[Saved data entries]
BEGIN

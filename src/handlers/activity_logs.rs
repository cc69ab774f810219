use axum::{
    extract::{Query, State},
    response::Json,
};
use chrono::{DateTime, Utc};
use serde::{Deserialize, Serialize};
use utoipa::{IntoParams, ToSchema};

use crate::{
    auth::AdminUser,
    entities::activity_log::{self, ActorType},
    ApiResponse, ApiResult, AppState,
};

#[derive(Debug, Deserialize, Default, IntoParams)]
#[into_params(parameter_in = Query)]
pub struct ActivityLogQuery {
    pub limit: Option<u64>,
    pub offset: Option<u64>,
}

#[derive(Debug, Serialize, ToSchema)]
#[serde(rename_all = "camelCase")]
pub struct ActivityLogView {
    pub id: i64,
    pub user_type: ActorType,
    pub user_id: i64,
    pub action: String,
    pub description: Option<String>,
    pub ip_address: String,
    pub created_at: DateTime<Utc>,
}

impl From<activity_log::Model> for ActivityLogView {
    fn from(model: activity_log::Model) -> Self {
        Self {
            id: model.id,
            user_type: model.user_type,
            user_id: model.user_id,
            action: model.action,
            description: model.description,
            ip_address: model.ip_address,
            created_at: model.created_at,
        }
    }
}

#[derive(Debug, Serialize, ToSchema)]
pub struct ActivityLogPage {
    pub items: Vec<ActivityLogView>,
    pub total: u64,
    pub limit: u64,
    pub offset: u64,
}

#[utoipa::path(
    get,
    path = "/api/v1/activity-logs",
    params(ActivityLogQuery),
    responses(
        (status = 200, description = "Audit entries, newest first", body = ApiResponse<ActivityLogPage>),
        (status = 401, description = "Unauthorized", body = crate::errors::ErrorResponse),
        (status = 403, description = "Forbidden", body = crate::errors::ErrorResponse)
    ),
    tag = "activity-logs"
)]
pub async fn list_activity_logs(
    State(state): State<AppState>,
    _admin: AdminUser,
    Query(query): Query<ActivityLogQuery>,
) -> ApiResult<ActivityLogPage> {
    let limit = query.limit.unwrap_or(100).clamp(1, 500);
    let offset = query.offset.unwrap_or(0);

    let (entries, total) = state.activity_log_service().list(limit, offset).await?;
    let items: Vec<ActivityLogView> = entries.into_iter().map(ActivityLogView::from).collect();

    Ok(Json(ApiResponse::success(ActivityLogPage {
        items,
        total,
        limit,
        offset,
    })))
}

END

Return, from the entries, each line that holds "DateTime".

§ **Response to this task**
use chrono::{DateTime, Utc};
    pub created_at: DateTime<Utc>,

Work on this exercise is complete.